Acts & Sections Covered by Revenue Tribunal
Key Changes from Assessment Review Committee (ARC)
- Burden of proof: In anti-avoidance matters the DG/RG carries the burden and is heard first Act s.9(1), s.9(4)
- Deposit cap: 5% of determined amount, capped at MUR 5,000,000 Act s.6(6)(a)
- Timelines: preliminary ≤120 days; decision ≤90 days after hearing (exceptional cases with consent) Act s.7(7)(a), s.7(7)(c)
- Powers: costs and dismissal of frivolous/vexatious appeals without oral hearing Act s.10(5), s.10(4)
- Mediation: 60-day mediation; agreement final & not a precedent Act s.8(1)–(2), s.8(4)–(5), s.8(7)
Differences between ARC and Revenue Tribunal at a glance
The table below sets out a concise, side-by-side comparison of the former Assessment Review Committee (ARC) regime and the new Revenue Tribunal. Use it as a quick checklist for practical differences—burden of proof, deposit rule, timelines, and powers. The right-hand column includes pinpoint section references from the Act for easy verification.

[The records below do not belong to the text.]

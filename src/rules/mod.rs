//! Placement consequences.
//!
//! - `conflict`: classify the neighbours of a placed card
//! - `battle`: settle one contested battle with two rolls
//! - `combo`: cascade captures from freshly captured cards
//! - `outcome`: final scores and the match result

pub mod battle;
pub mod combo;
pub mod conflict;
pub mod outcome;

pub use battle::{defense_value, BattleOutcome};
pub use combo::ComboChain;
pub use conflict::{Conflict, ConflictKind, ConflictSet};
pub use outcome::MatchResult;
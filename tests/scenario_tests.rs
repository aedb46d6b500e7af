//! Placement scenarios driven through the engine.

use grid_duel::board::{Arrows, CellIndex, Direction};
use grid_duel::cards::{AttackType, Card, CardId, CardTypeId};
use grid_duel::core::{Input, MatchConfig, MatchMode, ScriptedRng, Side};
use grid_duel::engine::Engine;
use grid_duel::events::MatchEvent;

fn idx(raw: u8) -> CellIndex {
    CellIndex::new(raw).unwrap()
}

fn blank(id: u32, side: Side) -> Card {
    Card::new(CardId::new(id), CardTypeId::new(1), side)
}

fn hands() -> (Vec<Card>, Vec<Card>) {
    let player = (1..=5).map(|id| blank(id, Side::Player)).collect();
    let opponent = (101..=105).map(|id| blank(id, Side::Opponent)).collect();
    (player, opponent)
}

/// Start a match where the opponent opens (coin roll 1), followed by `rolls`.
fn opponent_first(mode: MatchMode, player: Vec<Card>, opponent: Vec<Card>, rolls: &[u32]) -> Engine<ScriptedRng> {
    let rng = ScriptedRng::new().with_rolls(std::iter::once(1).chain(rolls.iter().copied()));
    let (engine, _) = Engine::start(MatchConfig::new(mode), player, opponent, [true; 16], rng).unwrap();
    assert_eq!(engine.current_turn(), Some(Side::Opponent));
    engine
}

fn has_battle(events: &[MatchEvent]) -> bool {
    events.iter().any(|e| matches!(e, MatchEvent::BattleResolved { .. }))
}

fn has_combo(events: &[MatchEvent]) -> bool {
    events.iter().any(|e| matches!(e, MatchEvent::ComboTriggered { .. }))
}

// =============================================================================
// Instant Capture
// =============================================================================

#[test]
fn test_unopposed_arrow_captures_without_battle() {
    let (mut player, opponent) = hands();
    player[0] = player[0].with_arrows(Arrows::from_directions(&[Direction::Top]));
    let mut engine = opponent_first(MatchMode::Standard, player, opponent, &[]);

    engine.submit(Input::opponent_move(CardId::new(101), 1)).unwrap();
    let events = engine.submit(Input::player_move(CardId::new(1), 5)).unwrap();

    assert!(!has_battle(&events));
    assert!(events.contains(&MatchEvent::OwnershipChanged {
        changes: vec![(idx(1), Side::Player)]
    }));
    assert_eq!(engine.field().owner_at(idx(1)), Some(Side::Player));
    assert_eq!(engine.rng().remaining_rolls(), 0);
}

#[test]
fn test_capture_needs_an_arrow_toward_the_neighbour() {
    let (mut player, opponent) = hands();
    player[0] = player[0].with_arrows(Arrows::from_directions(&[Direction::Bottom]));
    let mut engine = opponent_first(MatchMode::Standard, player, opponent, &[]);

    engine.submit(Input::opponent_move(CardId::new(101), 1)).unwrap();
    let events = engine.submit(Input::player_move(CardId::new(1), 5)).unwrap();

    assert!(!events.iter().any(|e| matches!(e, MatchEvent::OwnershipChanged { .. })));
    assert_eq!(engine.field().owner_at(idx(1)), Some(Side::Opponent));
}

// =============================================================================
// Battles
// =============================================================================

#[test]
fn test_contested_arrow_battles_and_attacker_wins() {
    let (mut player, mut opponent) = hands();
    player[0] = player[0]
        .with_arrows(Arrows::from_directions(&[Direction::Top]))
        .with_attack(5, AttackType::Physical);
    opponent[0] = opponent[0]
        .with_arrows(Arrows::from_directions(&[Direction::Bottom]))
        .with_defense(4, 0);
    let mut engine = opponent_first(MatchMode::Standard, player, opponent, &[3, 1]);

    engine.submit(Input::opponent_move(CardId::new(101), 1)).unwrap();
    let events = engine.submit(Input::player_move(CardId::new(1), 5)).unwrap();

    assert!(events.contains(&MatchEvent::BattleResolved {
        attacker_cell: idx(5),
        defender_cell: idx(1),
        attack_roll: 3,
        defense_roll: 1,
        winner: Side::Player,
    }));
    assert_eq!(engine.field().owner_at(idx(1)), Some(Side::Player));
}

#[test]
fn test_lost_battle_flips_placed_card_only() {
    let (mut player, mut opponent) = hands();
    player[0] = player[0]
        .with_arrows(Arrows::from_directions(&[Direction::Top, Direction::Right]))
        .with_attack(5, AttackType::Physical);
    opponent[0] = opponent[0]
        .with_arrows(Arrows::from_directions(&[Direction::Bottom]))
        .with_defense(4, 0);
    // The card at cell 6 does not point back, so it is captured outright.
    opponent[1] = opponent[1].with_arrows(Arrows::from_directions(&[Direction::Right]));
    let mut engine = opponent_first(MatchMode::Standard, player, opponent, &[0, 4]);

    engine.submit(Input::opponent_move(CardId::new(101), 1)).unwrap();
    engine.submit(Input::player_move(CardId::new(2), 15)).unwrap();
    engine.submit(Input::opponent_move(CardId::new(102), 6)).unwrap();
    let events = engine.submit(Input::player_move(CardId::new(1), 5)).unwrap();

    assert!(events.contains(&MatchEvent::BattleResolved {
        attacker_cell: idx(5),
        defender_cell: idx(1),
        attack_roll: 0,
        defense_roll: 4,
        winner: Side::Opponent,
    }));
    assert_eq!(engine.field().owner_at(idx(5)), Some(Side::Opponent));
    assert_eq!(engine.field().owner_at(idx(1)), Some(Side::Opponent));
    // The instant capture of the same placement still happens.
    assert_eq!(engine.field().owner_at(idx(6)), Some(Side::Player));
}

// =============================================================================
// Edges and Corners
// =============================================================================

#[test]
fn test_corner_has_three_neighbours() {
    let dirs: Vec<_> = idx(0).neighbors().map(|(d, _)| d).collect();
    assert_eq!(dirs, vec![Direction::Right, Direction::BottomRight, Direction::Bottom]);

    for d in [
        Direction::Top,
        Direction::TopRight,
        Direction::Left,
        Direction::TopLeft,
        Direction::BottomLeft,
    ] {
        assert_eq!(idx(0).neighbor(d), None);
    }
}

#[test]
fn test_no_wraparound_captures() {
    let (mut player, opponent) = hands();
    player[0] = player[0].with_arrows(Arrows::ALL);
    let mut engine = opponent_first(MatchMode::Standard, player, opponent, &[]);

    // Cells that would be neighbours of 4 only with wraparound.
    engine.submit(Input::opponent_move(CardId::new(101), 3)).unwrap();
    engine.submit(Input::player_move(CardId::new(2), 15)).unwrap();
    engine.submit(Input::opponent_move(CardId::new(102), 7)).unwrap();
    engine.submit(Input::player_move(CardId::new(3), 14)).unwrap();
    engine.submit(Input::opponent_move(CardId::new(103), 11)).unwrap();
    let events = engine.submit(Input::player_move(CardId::new(1), 4)).unwrap();

    assert!(!events.iter().any(|e| matches!(e, MatchEvent::OwnershipChanged { .. })));
    assert_eq!(engine.scores()[Side::Opponent], 3);
}

// =============================================================================
// Combos
// =============================================================================

fn combo_setup(mode: MatchMode, contested: bool, rolls: &[u32]) -> (Engine<ScriptedRng>, Vec<MatchEvent>) {
    let (mut player, mut opponent) = hands();
    player[0] = player[0]
        .with_arrows(Arrows::from_directions(&[Direction::Top]))
        .with_attack(50, AttackType::Physical);
    let mut link = vec![Direction::Right];
    if contested {
        link.push(Direction::Bottom);
    }
    opponent[0] = opponent[0].with_arrows(Arrows::from_directions(&link)).with_defense(10, 10);
    let mut engine = opponent_first(mode, player, opponent, rolls);

    engine.submit(Input::opponent_move(CardId::new(101), 1)).unwrap();
    engine.submit(Input::player_move(CardId::new(2), 15)).unwrap();
    engine.submit(Input::opponent_move(CardId::new(102), 2)).unwrap();
    let events = engine.submit(Input::player_move(CardId::new(1), 5)).unwrap();
    (engine, events)
}

#[test]
fn test_instant_capture_seeds_combo_in_standard() {
    let (engine, events) = combo_setup(MatchMode::Standard, false, &[]);

    assert!(events.contains(&MatchEvent::ComboTriggered { captured: vec![idx(2)] }));
    assert_eq!(engine.field().owner_at(idx(2)), Some(Side::Player));
}

#[test]
fn test_instant_capture_does_not_seed_combo_in_hard() {
    let (engine, events) = combo_setup(MatchMode::Hard, false, &[]);

    assert!(!has_combo(&events));
    assert_eq!(engine.field().owner_at(idx(1)), Some(Side::Player));
    assert_eq!(engine.field().owner_at(idx(2)), Some(Side::Opponent));
}

#[test]
fn test_won_battle_seeds_combo_in_hard() {
    let (engine, events) = combo_setup(MatchMode::Hard, true, &[20, 5]);

    assert!(has_battle(&events));
    assert!(events.contains(&MatchEvent::ComboTriggered { captured: vec![idx(2)] }));
    assert_eq!(engine.field().owner_at(idx(2)), Some(Side::Player));
}

#[test]
fn test_lost_battle_seeds_nothing() {
    let (engine, events) = combo_setup(MatchMode::Standard, true, &[1, 9]);

    assert!(!has_combo(&events));
    assert_eq!(engine.field().owner_at(idx(5)), Some(Side::Opponent));
    assert_eq!(engine.field().owner_at(idx(2)), Some(Side::Opponent));
}
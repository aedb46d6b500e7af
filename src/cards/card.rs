//! Match cards.
//!
//! A `Card` carries its catalog identity, the level-dependent stats and the
//! per-match flags. Identity never changes; `owner` and `used` change during
//! a match, level and stats only during progression.

use serde::{Deserialize, Serialize};

use super::stats::{rating_of, AttackType, CardStats};
use crate::board::{Arrows, Direction};
use crate::core::Side;

/// Unique identifier of a physical card.
#[derive(Clone, Copy, Debug, PartialEq, Eq, Hash, PartialOrd, Ord, Serialize, Deserialize)]
pub struct CardId(pub u32);

impl CardId {
    /// Create a new card ID.
    #[must_use]
    pub const fn new(id: u32) -> Self {
        Self(id)
    }

    /// Get the raw ID value.
    #[must_use]
    pub const fn raw(self) -> u32 {
        self.0
    }
}

impl std::fmt::Display for CardId {
    fn fmt(&self, f: &mut std::fmt::Formatter<'_>) -> std::fmt::Result {
        write!(f, "Card({})", self.0)
    }
}

/// Catalog entry a card was generated from.
#[derive(Clone, Copy, Debug, PartialEq, Eq, Hash, PartialOrd, Ord, Serialize, Deserialize)]
pub struct CardTypeId(pub u32);

impl CardTypeId {
    /// Create a new type ID.
    #[must_use]
    pub const fn new(id: u32) -> Self {
        Self(id)
    }
}

impl std::fmt::Display for CardTypeId {
    fn fmt(&self, f: &mut std::fmt::Formatter<'_>) -> std::fmt::Result {
        write!(f, "CardType({})", self.0)
    }
}

/// A card taking part in a match.
///
/// ## Example
///
/// ```
/// use grid_duel::board::{Arrows, Direction};
/// use grid_duel::cards::{AttackType, Card, CardId, CardTypeId};
/// use grid_duel::core::Side;
///
/// let card = Card::new(CardId::new(1), CardTypeId::new(4), Side::Player)
///     .with_arrows(Arrows::from_directions(&[Direction::Top]))
///     .with_attack(5, AttackType::Physical)
///     .with_defense(4, 2);
///
/// assert!(card.arrows.has(Direction::Top));
/// assert_eq!(card.owner, Side::Player);
/// assert!(card.in_hand && !card.used);
/// ```
#[derive(Clone, Copy, Debug, PartialEq, Eq, Hash, Serialize, Deserialize)]
pub struct Card {
    pub id: CardId,
    pub type_id: CardTypeId,
    pub arrows: Arrows,
    /// 0 up to the configured max level.
    pub level: u8,
    pub attack: u16,
    pub attack_type: AttackType,
    pub mechanical_defense: u16,
    pub electrical_defense: u16,
    /// Side currently controlling the card.
    pub owner: Side,
    /// Side whose hand the card started the match in.
    pub origin: Side,
    /// Placed on the field this match.
    pub used: bool,
    /// Still waiting in a hand.
    pub in_hand: bool,
}

impl Card {
    /// Create a level-0 card with no arrows and zero stats, in `origin`'s hand.
    #[must_use]
    pub fn new(id: CardId, type_id: CardTypeId, origin: Side) -> Self {
        Self {
            id,
            type_id,
            arrows: Arrows::NONE,
            level: 0,
            attack: 0,
            attack_type: AttackType::Physical,
            mechanical_defense: 0,
            electrical_defense: 0,
            owner: origin,
            origin,
            used: false,
            in_hand: true,
        }
    }

    /// Create a card from catalog stats.
    #[must_use]
    pub fn from_stats(id: CardId, type_id: CardTypeId, level: u8, stats: CardStats, origin: Side) -> Self {
        let mut card = Self::new(id, type_id, origin);
        card.level = level;
        card.apply_stats(stats);
        card
    }

    /// Set the arrows.
    #[must_use]
    pub fn with_arrows(mut self, arrows: Arrows) -> Self {
        self.arrows = arrows;
        self
    }

    /// Set attack value and type.
    #[must_use]
    pub fn with_attack(mut self, attack: u16, attack_type: AttackType) -> Self {
        self.attack = attack;
        self.attack_type = attack_type;
        self
    }

    /// Set mechanical and electrical defense.
    #[must_use]
    pub fn with_defense(mut self, mechanical: u16, electrical: u16) -> Self {
        self.mechanical_defense = mechanical;
        self.electrical_defense = electrical;
        self
    }

    /// Set the level.
    #[must_use]
    pub fn with_level(mut self, level: u8) -> Self {
        self.level = level;
        self
    }

    /// The level-dependent part of the card.
    #[must_use]
    pub fn stats(&self) -> CardStats {
        CardStats {
            arrows: self.arrows,
            attack: self.attack,
            attack_type: self.attack_type,
            mechanical_defense: self.mechanical_defense,
            electrical_defense: self.electrical_defense,
        }
    }

    /// Overwrite the level-dependent part of the card.
    pub fn apply_stats(&mut self, stats: CardStats) {
        self.arrows = stats.arrows;
        self.attack = stats.attack;
        self.attack_type = stats.attack_type;
        self.mechanical_defense = stats.mechanical_defense;
        self.electrical_defense = stats.electrical_defense;
    }

    /// Does the card have an arrow toward `direction`?
    #[must_use]
    pub fn points(&self, direction: Direction) -> bool {
        self.arrows.has(direction)
    }

    /// Defense this card rolls when attacked with `attack_type`.
    ///
    /// - Physical: mechanical defense
    /// - Electric: electrical defense
    /// - Flexible: the lower of both defenses
    /// - Assault: the lowest of both defenses and this card's attack
    #[must_use]
    pub fn defense_against(&self, attack_type: AttackType) -> u16 {
        match attack_type {
            AttackType::Physical => self.mechanical_defense,
            AttackType::Electric => self.electrical_defense,
            AttackType::Flexible => self.mechanical_defense.min(self.electrical_defense),
            AttackType::Assault => self
                .mechanical_defense
                .min(self.electrical_defense)
                .min(self.attack),
        }
    }

    /// Short label such as `5P3A`: attack rating, attack type letter,
    /// mechanical rating, electrical rating (hex digits).
    #[must_use]
    pub fn label(&self) -> String {
        format!(
            "{:X}{}{:X}{:X}",
            rating_of(self.attack),
            self.attack_type.letter(),
            rating_of(self.mechanical_defense),
            rating_of(self.electrical_defense)
        )
    }
}
//! Core engine types: sides, RNG, configuration, inputs, errors.
//!
//! These are the building blocks shared by every other module.

pub mod action;
pub mod config;
pub mod error;
pub mod rng;
pub mod side;

pub use action::{Input, MoveRecord};
pub use config::{MatchConfig, MatchMode};
pub use error::{CatalogError, ConfigError, MoveRejection, SetupError, SnapshotError};
pub use rng::{GameRng, GameRngState, MatchRng, ScriptedRng};
pub use side::{Side, SideMap};
//! Opponent policies.
//!
//! The engine asks a policy for three decisions:
//! - `choose_move`: which card to place where
//! - `choose_target`: which battle to fight when several are possible
//! - `choose_forfeit`: which card to hand over after a loss

use super::config::AiConfig;
use super::evaluator::{best_move, MoveChoice};
use super::target::{select_forfeit, select_target};
use crate::board::{CellIndex, Field};
use crate::cards::{Card, CardId};
use crate::core::MatchMode;

/// Decision maker for the computer-controlled side.
pub trait OpponentPolicy: Send + Sync {
    /// Pick a placement from `hand`. `None` when nothing can be placed.
    fn choose_move(&self, field: &Field, hand: &[Card], mode: MatchMode) -> Option<MoveChoice>;

    /// Pick one of `candidates` for the card at `attacker_cell`.
    fn choose_target(&self, field: &Field, attacker_cell: CellIndex, candidates: &[CellIndex]) -> Option<CellIndex>;

    /// Pick the card to forfeit from `cards`.
    fn choose_forfeit(&self, cards: &[Card]) -> Option<CardId>;
}

/// Deterministic heuristic opponent.
#[derive(Clone, Debug, Default)]
pub struct HeuristicAi {
    pub config: AiConfig,
}

impl HeuristicAi {
    #[must_use]
    pub fn new(config: AiConfig) -> Self {
        Self { config }
    }
}

impl OpponentPolicy for HeuristicAi {
    fn choose_move(&self, field: &Field, hand: &[Card], mode: MatchMode) -> Option<MoveChoice> {
        best_move(field, hand, mode, &self.config)
    }

    fn choose_target(&self, field: &Field, attacker_cell: CellIndex, candidates: &[CellIndex]) -> Option<CellIndex> {
        select_target(field, attacker_cell, candidates, &self.config)
    }

    fn choose_forfeit(&self, cards: &[Card]) -> Option<CardId> {
        select_forfeit(cards, &self.config)
    }
}

/// Always takes the first legal option. Useful as a baseline.
#[derive(Clone, Copy, Debug, Default)]
pub struct FirstLegal;

impl OpponentPolicy for FirstLegal {
    fn choose_move(&self, field: &Field, hand: &[Card], _mode: MatchMode) -> Option<MoveChoice> {
        let cell = field.open_cells().next()?;
        let card = hand.iter().find(|c| !c.used)?;
        Some(MoveChoice {
            card: card.id,
            cell,
            score: 0.0,
        })
    }

    fn choose_target(&self, _field: &Field, _attacker_cell: CellIndex, candidates: &[CellIndex]) -> Option<CellIndex> {
        candidates.first().copied()
    }

    fn choose_forfeit(&self, cards: &[Card]) -> Option<CardId> {
        cards.first().map(|c| c.id)
    }
}
//! The 4x4 field.
//!
//! The field is a fixed array of cells addressed by `CellIndex`
//! (row = idx / 4, col = idx % 4). Cards live inside their cell, so
//! neighbour lookups are pure index arithmetic with no wraparound.
//! Cell availability is fixed when the field is built.

use serde::{Deserialize, Serialize};

use super::direction::Direction;
use crate::cards::Card;
use crate::core::{MoveRejection, Side};

/// Cells per row and per column.
pub const FIELD_WIDTH: u8 = 4;

/// Total number of cells.
pub const CELL_COUNT: usize = 16;

/// Index of a cell, always in `0..16`.
#[derive(Clone, Copy, Debug, PartialEq, Eq, Hash, PartialOrd, Ord, Serialize, Deserialize)]
#[serde(try_from = "u8", into = "u8")]
pub struct CellIndex(u8);

impl CellIndex {
    /// Validate a raw index.
    ///
    /// ```
    /// use grid_duel::board::CellIndex;
    ///
    /// assert!(CellIndex::new(15).is_some());
    /// assert!(CellIndex::new(16).is_none());
    /// ```
    #[must_use]
    pub const fn new(raw: u8) -> Option<Self> {
        if (raw as usize) < CELL_COUNT {
            Some(Self(raw))
        } else {
            None
        }
    }

    /// Validate a raw index, returning a typed rejection when out of range.
    pub fn parse(raw: u8) -> Result<Self, MoveRejection> {
        Self::new(raw).ok_or(MoveRejection::CellOutOfRange(raw))
    }

    /// All cells in ascending order.
    pub fn all() -> impl Iterator<Item = CellIndex> {
        (0..CELL_COUNT as u8).map(CellIndex)
    }

    #[must_use]
    pub const fn raw(self) -> u8 {
        self.0
    }

    #[must_use]
    pub const fn index(self) -> usize {
        self.0 as usize
    }

    #[must_use]
    pub const fn row(self) -> u8 {
        self.0 / FIELD_WIDTH
    }

    #[must_use]
    pub const fn col(self) -> u8 {
        self.0 % FIELD_WIDTH
    }

    /// Is this one of the four corner cells?
    #[must_use]
    pub const fn is_corner(self) -> bool {
        matches!(self.0, 0 | 3 | 12 | 15)
    }

    /// The neighbouring cell in `direction`, if it is on the field.
    #[must_use]
    pub fn neighbor(self, direction: Direction) -> Option<CellIndex> {
        let (dr, dc) = direction.offset();
        let row = i16::from(self.row()) + i16::from(dr);
        let col = i16::from(self.col()) + i16::from(dc);
        let width = i16::from(FIELD_WIDTH);

        if (0..width).contains(&row) && (0..width).contains(&col) {
            // In range by the check above.
            Some(CellIndex((row * width + col) as u8))
        } else {
            None
        }
    }

    /// Every on-field neighbour with the direction leading to it.
    pub fn neighbors(self) -> impl Iterator<Item = (Direction, CellIndex)> {
        Direction::ALL
            .into_iter()
            .filter_map(move |d| self.neighbor(d).map(|n| (d, n)))
    }
}

impl TryFrom<u8> for CellIndex {
    type Error = String;

    fn try_from(raw: u8) -> Result<Self, Self::Error> {
        Self::new(raw).ok_or_else(|| format!("cell index {raw} is outside 0..{CELL_COUNT}"))
    }
}

impl From<CellIndex> for u8 {
    fn from(index: CellIndex) -> Self {
        index.0
    }
}

impl std::fmt::Display for CellIndex {
    fn fmt(&self, f: &mut std::fmt::Formatter<'_>) -> std::fmt::Result {
        write!(f, "Cell({})", self.0)
    }
}

/// One slot of the field.
#[derive(Clone, Copy, Debug, PartialEq, Eq, Serialize, Deserialize)]
pub struct Cell {
    pub index: CellIndex,
    /// Fixed for the whole match.
    pub available: bool,
    pub card: Option<Card>,
}

impl Cell {
    /// Available and empty.
    #[must_use]
    pub fn is_open(&self) -> bool {
        self.available && self.card.is_none()
    }
}

/// The 4x4 playing field.
#[derive(Clone, Debug, PartialEq, Eq, Serialize, Deserialize)]
#[serde(try_from = "FieldCells")]
pub struct Field {
    cells: [Cell; CELL_COUNT],
}

/// Wire form of `Field`, checked on the way in.
#[derive(Deserialize)]
struct FieldCells {
    cells: [Cell; CELL_COUNT],
}

impl TryFrom<FieldCells> for Field {
    type Error = String;

    fn try_from(raw: FieldCells) -> Result<Self, Self::Error> {
        for (position, cell) in raw.cells.iter().enumerate() {
            if cell.index.index() != position {
                return Err(format!("cell at position {position} claims index {}", cell.index));
            }
        }
        Ok(Self { cells: raw.cells })
    }
}

impl Default for Field {
    fn default() -> Self {
        Self::open()
    }
}

impl Field {
    /// Build an empty field with the given availability mask.
    #[must_use]
    pub fn new(availability: [bool; CELL_COUNT]) -> Self {
        let mut cells = [Cell {
            index: CellIndex(0),
            available: true,
            card: None,
        }; CELL_COUNT];

        for (i, cell) in cells.iter_mut().enumerate() {
            cell.index = CellIndex(i as u8);
            cell.available = availability[i];
        }

        Self { cells }
    }

    /// An empty field with every cell available.
    #[must_use]
    pub fn open() -> Self {
        Self::new([true; CELL_COUNT])
    }

    #[must_use]
    pub fn cell(&self, index: CellIndex) -> &Cell {
        &self.cells[index.index()]
    }

    /// All cells in index order.
    pub fn cells(&self) -> impl Iterator<Item = &Cell> {
        self.cells.iter()
    }

    /// The availability mask the field was built with.
    #[must_use]
    pub fn availability(&self) -> [bool; CELL_COUNT] {
        let mut mask = [false; CELL_COUNT];
        for (slot, cell) in mask.iter_mut().zip(&self.cells) {
            *slot = cell.available;
        }
        mask
    }

    #[must_use]
    pub fn card(&self, index: CellIndex) -> Option<&Card> {
        self.cells[index.index()].card.as_ref()
    }

    pub fn card_mut(&mut self, index: CellIndex) -> Option<&mut Card> {
        self.cells[index.index()].card.as_mut()
    }

    /// Owner of the card at `index`, if any.
    #[must_use]
    pub fn owner_at(&self, index: CellIndex) -> Option<Side> {
        self.card(index).map(|c| c.owner)
    }

    #[must_use]
    pub fn is_open(&self, index: CellIndex) -> bool {
        self.cells[index.index()].is_open()
    }

    /// Available empty cells in ascending order.
    pub fn open_cells(&self) -> impl Iterator<Item = CellIndex> + '_ {
        self.cells.iter().filter(|c| c.is_open()).map(|c| c.index)
    }

    #[must_use]
    pub fn has_open_cell(&self) -> bool {
        self.cells.iter().any(Cell::is_open)
    }

    /// Occupied cells in ascending order.
    pub fn occupied(&self) -> impl Iterator<Item = (CellIndex, &Card)> + '_ {
        self.cells
            .iter()
            .filter_map(|c| c.card.as_ref().map(|card| (c.index, card)))
    }

    /// Number of cards on the field.
    #[must_use]
    pub fn card_count(&self) -> usize {
        self.cells.iter().filter(|c| c.card.is_some()).count()
    }

    /// Number of field cards owned by `side`.
    #[must_use]
    pub fn count_owned(&self, side: Side) -> u32 {
        self.occupied().filter(|(_, c)| c.owner == side).count() as u32
    }

    /// Check that a card may go to `index` without changing anything.
    pub fn check_placement(&self, index: CellIndex) -> Result<(), MoveRejection> {
        let cell = &self.cells[index.index()];
        if !cell.available {
            return Err(MoveRejection::CellUnavailable(index));
        }
        if cell.card.is_some() {
            return Err(MoveRejection::CellOccupied(index));
        }
        Ok(())
    }

    /// Put a card on the field, marking it used and out of hand.
    pub fn place(&mut self, index: CellIndex, mut card: Card) -> Result<(), MoveRejection> {
        self.check_placement(index)?;
        card.used = true;
        card.in_hand = false;
        self.cells[index.index()].card = Some(card);
        Ok(())
    }

    /// Hand the card at `index` to `side`.
    ///
    /// Returns the previous owner, or `None` if the cell is empty.
    pub fn set_owner(&mut self, index: CellIndex, side: Side) -> Option<Side> {
        let card = self.card_mut(index)?;
        let previous = card.owner;
        card.owner = side;
        Some(previous)
    }
}
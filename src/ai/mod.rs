//! Heuristic opponent.
//!
//! - `evaluator`: score every placement and pick the best
//! - `target`: pick a battle target or a card to forfeit
//! - `policy`: the `OpponentPolicy` seam the engine calls through
//!
//! All choices are deterministic for a given field and hand.

pub mod config;
pub mod evaluator;
pub mod policy;
pub mod target;

pub use config::AiConfig;
pub use evaluator::{best_move, combo_potential, evaluate_move, win_probability, MoveChoice};
pub use policy::{FirstLegal, HeuristicAi, OpponentPolicy};
pub use target::{score_target, select_forfeit, select_target};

| Feature | Assessment Review Committee (ARC) | Revenue Tribunal |
|---|---|---|
| Burden of proof | On appellant (taxpayer) | Generally on appellant; in anti-avoidance cases (LDTA s39, ITA s90, VAT s36A) the DG/RG is heard first and carries the burden Act s.9(1), s.9(4) |
| Deposit for appeal | 5% of amount claimed | 5% of determined amount, capped at MUR 5,000,000; Chair may still direct a hearing despite non-payment where satisfied of reasonable cause Act s.6(6)(a)–(b) |
| Preliminary hearing | ≈1 month (practice) | Fixed within ≤120 days after the appeal is lodged Act s.7(7)(a) |
| Final decision | Target timelines (discretionary) | Issued ≤90 days after the hearing closes (save in exceptional cases with parties’ consent) Act s.7(7)(c) |
| Costs | Limited | May award costs (e.g., to the successful party) Act s.10(5) |
| Frivolous / vexatious appeals | No clear power | May dismiss without an oral hearing Act s.10(4) |
| Summons / oath | Limited sanctions | Orders attendance/production; evidence may be taken on oath; non-appearance/refusal is an offence Act s.7(5)(a)–(b), s.12(a)–(c) |
| Jurisdiction note | — | Hears penalties and surcharges (not interest) Act s.6(7) |
| Mediation | Occasional practice via chair/vice-chair with parties’ consent | Joint written request; 60-day limit; agreement is final & binding and not a precedent Act s.8(1)–(2), s.8(4)–(5), s.8(7) |
| Appeal to Supreme Court | Historically focused on points of law (practice) | Notice within 21 days; recognisance with sureties; within 14 days lodge at SC, pay fees, serve parties & file return of service; respondent has 28 days to resist Act s.11(1), s.11(3)–(4), s.11(6)(b)–(c) |
| Late appeal admission | — | Chair may admit late appeal only where satisfied there was illness or other reasonable cause Act s.6(5) |
Appeal & Decision Time Limits — Revenue Tribunal
Appeals run on strict legal deadlines. After you lodge an appeal, the Tribunal must fix a preliminary hearing, and once the hearing closes it must issue a written decision within a set time. If you still disagree, there is a short window to pursue a Supreme Court appeal. The timeline below shows the maximum limits set by law (with the exact section numbers). Missing a deadline can end your case; late appeals may be admitted only where the Chair is satisfied there was illness or other reasonable cause.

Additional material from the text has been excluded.